Task prompt: Filter the listing below down to the lines with the word "SystemClock" and copy those.

+ + + + +

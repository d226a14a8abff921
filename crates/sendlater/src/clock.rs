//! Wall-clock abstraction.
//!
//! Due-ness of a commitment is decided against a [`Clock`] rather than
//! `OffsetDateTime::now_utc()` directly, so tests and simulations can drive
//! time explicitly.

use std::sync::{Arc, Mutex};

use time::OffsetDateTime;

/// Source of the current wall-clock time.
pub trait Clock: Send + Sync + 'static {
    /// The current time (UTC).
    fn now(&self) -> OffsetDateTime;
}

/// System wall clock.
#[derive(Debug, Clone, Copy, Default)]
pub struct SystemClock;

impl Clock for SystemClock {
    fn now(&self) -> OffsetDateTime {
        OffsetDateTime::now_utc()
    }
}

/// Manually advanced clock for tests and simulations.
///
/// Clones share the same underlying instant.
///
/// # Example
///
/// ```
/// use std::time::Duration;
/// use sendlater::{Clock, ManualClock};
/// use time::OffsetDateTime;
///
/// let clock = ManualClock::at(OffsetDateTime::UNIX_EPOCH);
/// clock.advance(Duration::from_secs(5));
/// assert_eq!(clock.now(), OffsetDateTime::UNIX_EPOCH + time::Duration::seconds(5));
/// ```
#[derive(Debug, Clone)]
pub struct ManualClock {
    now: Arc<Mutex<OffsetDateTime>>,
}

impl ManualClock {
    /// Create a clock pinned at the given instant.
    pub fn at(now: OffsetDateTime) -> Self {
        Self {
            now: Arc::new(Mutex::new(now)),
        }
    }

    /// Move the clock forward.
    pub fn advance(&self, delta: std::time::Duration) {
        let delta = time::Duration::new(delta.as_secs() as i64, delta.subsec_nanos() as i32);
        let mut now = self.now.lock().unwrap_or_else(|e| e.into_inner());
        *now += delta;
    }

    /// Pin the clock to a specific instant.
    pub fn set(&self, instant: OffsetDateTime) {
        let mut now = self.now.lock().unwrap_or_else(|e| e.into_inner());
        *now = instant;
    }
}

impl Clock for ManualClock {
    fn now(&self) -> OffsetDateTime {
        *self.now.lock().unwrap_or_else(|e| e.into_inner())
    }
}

+ + + + +

Answer below:
pub struct SystemClock;
impl Clock for SystemClock {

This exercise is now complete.